O exame clínico apresenta sinais de vestibulopatia unilateral, com alteração nos testes de impulso cefálico e teste de Romberg. Não deve haver sinais neurológicos que sugiram acometimento central.
O diagnóstico de neurite vestibular é de exclusão, após afastadas causas centrais e outras causas periféricas de vestibulopatia. A principal teoria de etiologia é relacionada à reativação da infecção pelo herpesvírus tipo 1 (HSV1), mas ainda sem evidências definitivas.
O tratamento com corticosteroides acelera a recuperação da função vestibular [2]. O tratamento sintomático pode ser realizado sempre pelo menor tempo possível (dois a três dias). As principais opções são os anti-histamínicos (dimenidrinato, meclizina).

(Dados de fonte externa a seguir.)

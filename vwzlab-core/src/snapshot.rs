//! Per-index indicator snapshots.
//!
//! A snapshot is everything a condition may read at index `i`: the last up
//! to three values of every series (oldest first), the regime and volume
//! profile of the trailing window, and the last two raw bars. Series values
//! are copied out of the precomputed [`IndicatorSet`] into fixed-size
//! [`Window3`] views, so building a snapshot never allocates per series.

use chrono::NaiveDateTime;
use serde::{Serialize, Serializer};

use crate::config::StrategyConfig;
use crate::domain::Bar;
use crate::indicators::{classify_regime, is_ranging, IndicatorSet, RegimeState};
use crate::patterns::{detect, trend_of, CandlePattern, Trend};
use crate::profile::VolumeProfile;

// ─── Window3 ─────────────────────────────────────────────────────────

/// Up to three consecutive samples of one series ending at some index.
#[derive(Debug, Clone, Copy, PartialEq, Default)]
pub struct Window3 {
    values: [f64; 3],
    len: usize,
}

impl Window3 {
    /// The samples of `series` at `index - 2 ..= index`, clipped at the start.
    /// Empty if `index` is out of range.
    pub fn at(series: &[f64], index: usize) -> Self {
        if index >= series.len() {
            return Self::default();
        }
        let start = index.saturating_sub(2);
        let tail = &series[start..=index];
        let mut values = [f64::NAN; 3];
        values[..tail.len()].copy_from_slice(tail);
        Self {
            values,
            len: tail.len(),
        }
    }

    pub fn len(&self) -> usize {
        self.len
    }

    pub fn is_empty(&self) -> bool {
        self.len == 0
    }

    pub fn is_full(&self) -> bool {
        self.len == 3
    }

    /// Newest sample, NaN when empty.
    pub fn last(&self) -> f64 {
        self.get_back(0)
    }

    /// Second newest sample, NaN when missing.
    pub fn prev(&self) -> f64 {
        self.get_back(1)
    }

    /// Sample by position, oldest first.
    pub fn get(&self, pos: usize) -> Option<f64> {
        self.as_slice().get(pos).copied()
    }

    pub fn as_slice(&self) -> &[f64] {
        &self.values[..self.len]
    }

    fn get_back(&self, back: usize) -> f64 {
        self.len
            .checked_sub(back + 1)
            .map_or(f64::NAN, |pos| self.values[pos])
    }

    pub fn trend(&self) -> Trend {
        trend_of(self.as_slice())
    }

    /// Largest absolute one-step move, NaN unless full and defined.
    pub fn max_abs_step(&self) -> f64 {
        if !self.is_full() {
            return f64::NAN;
        }
        let [a, b, c] = self.values;
        (b - a).abs().max((c - b).abs())
    }

    /// Largest one-step growth ratio, NaN unless full with non-zero divisors.
    pub fn max_step_ratio(&self) -> f64 {
        if !self.is_full() {
            return f64::NAN;
        }
        let [a, b, c] = self.values;
        if a == 0.0 || b == 0.0 {
            return f64::NAN;
        }
        (b / a).max(c / b)
    }
}

impl Serialize for Window3 {
    fn serialize<S: Serializer>(&self, serializer: S) -> Result<S::Ok, S::Error> {
        serializer.collect_seq(self.as_slice())
    }
}

// ─── Snapshot ────────────────────────────────────────────────────────

/// Immutable view of the indicator state at one index.
#[derive(Debug, Clone, Serialize)]
pub struct IndicatorSnapshot {
    pub index: usize,
    pub timestamp: NaiveDateTime,

    // ── Trend and deviation ──
    pub ema_short: Window3,
    pub ema_long: Window3,
    pub zscore: Window3,
    pub vwz: Window3,
    pub adaptive_vwz: Window3,

    // ── Volatility ──
    pub bandwidth: Window3,
    pub bandwidth_z: Window3,

    // ── Directional strength ──
    pub adx: Window3,
    pub plus_di: Window3,
    pub minus_di: Window3,
    pub dx: Window3,

    // ── MACD ──
    pub macd: Window3,
    pub macd_signal: Window3,
    pub macd_hist: Window3,

    pub box_range: Window3,
    /// Box filter flags the market as ranging.
    pub ranging: bool,

    pub regime: RegimeState,
    pub profile: VolumeProfile,
    pub pattern: Option<CandlePattern>,
    pub previous_bar: Option<Bar>,
    pub bar: Bar,
}

impl IndicatorSnapshot {
    /// A snapshot with no indicator history, only the bar itself.
    pub fn bare(index: usize, bar: Bar) -> Self {
        Self {
            index,
            timestamp: bar.timestamp,
            ema_short: Window3::default(),
            ema_long: Window3::default(),
            zscore: Window3::default(),
            vwz: Window3::default(),
            adaptive_vwz: Window3::default(),
            bandwidth: Window3::default(),
            bandwidth_z: Window3::default(),
            adx: Window3::default(),
            plus_di: Window3::default(),
            minus_di: Window3::default(),
            dx: Window3::default(),
            macd: Window3::default(),
            macd_signal: Window3::default(),
            macd_hist: Window3::default(),
            box_range: Window3::default(),
            ranging: false,
            regime: RegimeState::default(),
            profile: VolumeProfile::default(),
            pattern: None,
            previous_bar: None,
            bar,
        }
    }

    pub fn close(&self) -> f64 {
        self.bar.close
    }
}

// ─── Builder ─────────────────────────────────────────────────────────

/// Builds snapshots from bars and their precomputed series.
pub struct SnapshotBuilder<'a> {
    bars: &'a [Bar],
    set: &'a IndicatorSet,
    config: &'a StrategyConfig,
}

impl<'a> SnapshotBuilder<'a> {
    pub fn new(bars: &'a [Bar], set: &'a IndicatorSet, config: &'a StrategyConfig) -> Self {
        debug_assert_eq!(bars.len(), set.len(), "indicator set not aligned with bars");
        Self { bars, set, config }
    }

    pub fn len(&self) -> usize {
        self.bars.len()
    }

    pub fn is_empty(&self) -> bool {
        self.bars.is_empty()
    }

    /// Snapshot at `index`, or `None` past the end of the series.
    ///
    /// Regime and volume profile are recomputed from the trailing windows
    /// ending at `index` on every call.
    pub fn build(&self, index: usize) -> Option<IndicatorSnapshot> {
        let bar = self.bars.get(index)?.clone();
        let set = self.set;
        let ind = &self.config.indicators;
        let w = |series: &[f64]| Window3::at(series, index);

        let regime_start = (index + 1).saturating_sub(ind.regime_window);
        let regime = classify_regime(&self.bars[regime_start..=index], &ind.regime_params());

        let profile_start = (index + 1).saturating_sub(self.config.volume_profile.window);
        let profile = VolumeProfile::build(
            &self.bars[profile_start..=index],
            bar.close,
            &self.config.volume_profile,
        );

        let previous_bar = index.checked_sub(1).map(|p| self.bars[p].clone());
        let pattern = detect(previous_bar.as_ref(), &bar);
        let box_range = w(&set.box_range);

        Some(IndicatorSnapshot {
            index,
            timestamp: bar.timestamp,
            ema_short: w(&set.ema_short),
            ema_long: w(&set.ema_long),
            zscore: w(&set.zscore),
            vwz: w(&set.vwz),
            adaptive_vwz: w(&set.adaptive_vwz),
            bandwidth: w(&set.bandwidth),
            bandwidth_z: w(&set.bandwidth_z),
            adx: w(&set.adx),
            plus_di: w(&set.plus_di),
            minus_di: w(&set.minus_di),
            dx: w(&set.dx),
            macd: w(&set.macd),
            macd_signal: w(&set.macd_signal),
            macd_hist: w(&set.macd_hist),
            ranging: is_ranging(box_range.last(), ind.box_min_range_pct),
            box_range,
            regime,
            profile,
            pattern,
            previous_bar,
            bar,
        })
    }

    /// Snapshots for every index, in order.
    pub fn iter(&self) -> impl Iterator<Item = IndicatorSnapshot> + '_ {
        (0..self.bars.len()).filter_map(move |i| self.build(i))
    }
}
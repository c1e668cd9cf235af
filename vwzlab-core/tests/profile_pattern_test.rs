//! Integration tests for the volume profile and candle recognizer as seen
//! through the snapshot stream.
//!
//! Tests:
//! 1. A single dominant bin becomes the POC with no other levels
//! 2. Levels split around the reference price
//! 3. Zero-body bars with range are dojis, and doji wins over every pattern
//! 4. Snapshots carry the pattern of each bar against its predecessor
//! 5. A bar with an infinite high does not derail a full run

use chrono::{Duration, NaiveDate, NaiveDateTime};
use vwzlab_core::config::{StrategyConfig, VolumeProfileConfig};
use vwzlab_core::indicators::IndicatorSet;
use vwzlab_core::patterns::{detect, CandlePattern};
use vwzlab_core::profile::VolumeProfile;
use vwzlab_core::snapshot::SnapshotBuilder;
use vwzlab_core::{run_backtest, Bar};

// ───── Helpers ─────

fn at(i: i64) -> NaiveDateTime {
    NaiveDate::from_ymd_opt(2024, 3, 1)
        .unwrap()
        .and_hms_opt(0, 0, 0)
        .unwrap()
        + Duration::minutes(5 * i)
}

fn bar(i: i64, open: f64, high: f64, low: f64, close: f64, volume: f64) -> Bar {
    Bar {
        timestamp: at(i),
        open,
        high,
        low,
        close,
        volume,
    }
}

fn profile_config(bin_size_pct: f64) -> VolumeProfileConfig {
    VolumeProfileConfig {
        bin_size_pct,
        ..VolumeProfileConfig::default()
    }
}

// ───── 1. Dominant bin ─────

#[test]
fn dominant_bin_is_the_only_level() {
    // bin size 0.5 at reference 100; the heavy bar sits inside bin 200,
    // the light bar spreads 1.0 over bins 196..=204
    let window = vec![
        bar(0, 98.2, 102.4, 98.1, 102.0, 9.0),
        bar(1, 100.15, 100.3, 100.1, 100.2, 10_000.0),
    ];
    let profile = VolumeProfile::build(&window, 100.0, &profile_config(0.5));

    assert!((profile.poc - 100.25).abs() < 1e-9, "poc = {}", profile.poc);
    assert!((profile.poc_volume - 10_001.0).abs() < 1e-9);
    assert!(profile.upper_levels.is_empty());
    assert!(profile.lower_levels.is_empty());
    assert!(profile.value_area_low <= profile.poc && profile.poc <= profile.value_area_high);
}

// ───── 2. Level sides ─────

#[test]
fn levels_split_around_reference_price() {
    let window = vec![
        bar(0, 95.1, 95.4, 95.05, 95.3, 2_000.0),
        bar(1, 100.1, 100.4, 100.05, 100.3, 5_000.0),
        bar(2, 104.1, 104.4, 104.05, 104.3, 1_500.0),
        bar(3, 108.1, 108.4, 108.05, 108.3, 1_000.0),
        bar(4, 90.1, 90.4, 90.05, 90.3, 100.0),
        bar(5, 112.1, 112.4, 112.05, 112.3, 100.0),
    ];
    let profile = VolumeProfile::build(&window, 100.0, &profile_config(0.5));

    assert!(profile.upper_levels.iter().all(|&l| l > 100.0));
    assert!(profile.lower_levels.iter().all(|&l| l <= 100.0));
    assert!(profile.upper_levels.windows(2).all(|p| p[0] < p[1]));
    assert!(profile.lower_levels.windows(2).all(|p| p[0] > p[1]));
    assert_eq!(profile.upper_levels, vec![104.25, 108.25]);
    assert_eq!(profile.lower_levels, vec![95.25]);
}

// ───── 3. Doji ─────

#[test]
fn zero_body_with_range_is_doji() {
    let prev = bar(0, 103.0, 103.5, 99.5, 100.0, 1_000.0);
    let curr = bar(1, 101.0, 102.0, 100.0, 101.0, 1_000.0);
    assert_eq!(detect(Some(&prev), &curr), Some(CandlePattern::Doji));
    assert_eq!(detect(None, &curr), Some(CandlePattern::Doji));
}

#[test]
fn zero_range_bar_is_doji() {
    let flat = bar(0, 100.0, 100.0, 100.0, 100.0, 1_000.0);
    assert_eq!(detect(None, &flat), Some(CandlePattern::Doji));
}

// ───── 4. Snapshot patterns ─────

#[test]
fn snapshot_pattern_uses_previous_bar() {
    let bars = vec![
        bar(0, 100.0, 100.6, 99.4, 100.2, 1_000.0),
        // bearish
        bar(1, 101.0, 101.2, 99.8, 100.0, 1_000.0),
        // bullish, closes above the prior open
        bar(2, 99.9, 101.8, 99.8, 101.5, 1_000.0),
        // hammer: body 0.2, lower wick 1.0, no upper wick
        bar(3, 101.3, 101.5, 100.3, 101.5, 1_000.0),
    ];
    let config = StrategyConfig::default();
    let set = IndicatorSet::compute(&bars, &config.indicators);
    let snaps: Vec<_> = SnapshotBuilder::new(&bars, &set, &config).iter().collect();

    assert_eq!(snaps[2].pattern, Some(CandlePattern::BullishEngulfing));
    assert_eq!(snaps[3].pattern, Some(CandlePattern::BullishHammer));
    assert!(snaps[0].previous_bar.is_none());
    assert_eq!(snaps[3].previous_bar.as_ref(), Some(&bars[2]));
}

// ───── 5. Malformed bar ─────

#[test]
fn infinite_high_inside_profile_window_is_tolerated() {
    let mut window: Vec<Bar> = (0..120)
        .map(|i| {
            let close = 100.0 + (i as f64 * 0.2).sin() * 4.0;
            bar(i, close - 0.3, close + 1.0, close - 1.0, close, 1_000.0)
        })
        .collect();
    window[100].high = f64::INFINITY;

    let config = StrategyConfig::default();
    let profile = VolumeProfile::build(&window, 100.0, &config.volume_profile);
    assert!(!profile.is_empty());
    assert!(profile.value_area_high.is_finite());

    let result = run_backtest(&window, &config).unwrap();
    assert_eq!(result.bar_count, window.len());
}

Os pacientes geralmente melhoram gradualmente dentro de duas semanas e ficam assintomáticos em condições estáticas (sem movimentação da cabeça) entre três a cinco semanas. Pacientes podem permanecer com sintomas ao movimento por mais tempo e se beneficiam de reabilitação vestibular prolongada. A taxa de recorrência é baixa (2-11%).
Alguns pontos de aprendizagem sobre o caso que você não pode esquecer:
- A queixa de vertigem é dividida em síndrome vestibular episódica e síndrome vestibular aguda. Essa diferenciação se faz com o tempo de duração e recorrência do sintoma.
- O exame de imagem é imprescindível na suspeita de causas vasculares ou traumáticas, porém muitas vezes pode ser inconclusivo. Na ausência de esclarecimento após tomografia de crânio sem contraste, outros exames de imagem devem ser considerados (tomografia com contraste, angiotomografia e ressonância magnética de crânio).
- Pacientes com síndrome vestibular aguda devem ser avaliados para causas centrais através de: pesquisa de outros sinais neurológicos, ABCD2 e teste de HINTS.
- Para o paciente com síndrome vestibular aguda ser conduzido como uma neurite vestibular, deve preencher todos os critérios de HINTS para causa periférica. A desobediência a qualquer um dos critérios deve levar à procura de lesões centrais.
- Exames para investigar causas centrais são angiotomografia de circulação posterior para avaliar aterosclerose arterial e ressonância magnética para acometimento parenquimatoso.
- O tratamento de neurite vestibular envolve corticoterapia e fisioterapia. O uso de sintomáticos pode ser feito por poucos períodos.